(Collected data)
------------------------

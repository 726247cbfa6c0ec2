//! Schema to code generation targets.

mod dialect;
mod drizzle;
mod prisma;
mod sql;
mod types;

pub use dialect::SqlDialect;
pub use drizzle::generate_drizzle;
pub use prisma::generate_prisma;
pub use sql::generate_sql;
pub use types::{prisma_type, sql_type};

use serde::Serialize;

use crate::schema::Schema;

/// SQL DDL rendered per dialect.
#[derive(Debug, Clone, PartialEq, Serialize)]
pub struct SqlArtifacts {
    pub postgresql: String,
    pub mysql: String,
    pub sqlite: String,
}

/// Every generated artifact for one schema.
#[derive(Debug, Clone, PartialEq, Serialize)]
pub struct GeneratedCode {
    pub sql: SqlArtifacts,
    pub prisma: String,
    pub drizzle: String,
}

/// Generate all artifacts from one schema. Each emission is independent
/// and derived from the same immutable input.
pub fn generate_all(schema: &Schema) -> GeneratedCode {
    GeneratedCode {
        sql: SqlArtifacts {
            postgresql: generate_sql(schema, SqlDialect::PostgreSQL),
            mysql: generate_sql(schema, SqlDialect::MySQL),
            sqlite: generate_sql(schema, SqlDialect::SQLite),
        },
        prisma: generate_prisma(schema),
        drizzle: generate_drizzle(schema),
    }
}

/// A single exportable artifact format.
#[derive(Debug, Clone, Copy, PartialEq, Eq)]
pub enum OutputFormat {
    Sql(SqlDialect),
    Prisma,
    Drizzle,
}

impl OutputFormat {
    /// Parse format from string.
    pub fn from_str(s: &str) -> Option<Self> {
        match s.to_lowercase().as_str() {
            "prisma" => Some(Self::Prisma),
            "drizzle" => Some(Self::Drizzle),
            other => SqlDialect::from_str(other).map(Self::Sql),
        }
    }

    /// File extension for downloaded artifacts.
    pub fn extension(&self) -> &'static str {
        match self {
            Self::Sql(_) => "sql",
            Self::Prisma => "prisma",
            Self::Drizzle => "ts",
        }
    }
}

/// Generate one artifact in the requested format.
pub fn generate_one(schema: &Schema, format: OutputFormat) -> String {
    match format {
        OutputFormat::Sql(dialect) => generate_sql(schema, dialect),
        OutputFormat::Prisma => generate_prisma(schema),
        OutputFormat::Drizzle => generate_drizzle(schema),
    }
}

------------------------

→ Directions for this task
For each line above that holds the string "SqlDialect", provide a copy of that line.

→ Exercise result
pub use dialect::SqlDialect;
            postgresql: generate_sql(schema, SqlDialect::PostgreSQL),
            mysql: generate_sql(schema, SqlDialect::MySQL),
            sqlite: generate_sql(schema, SqlDialect::SQLite),
    Sql(SqlDialect),
            other => SqlDialect::from_str(other).map(Self::Sql),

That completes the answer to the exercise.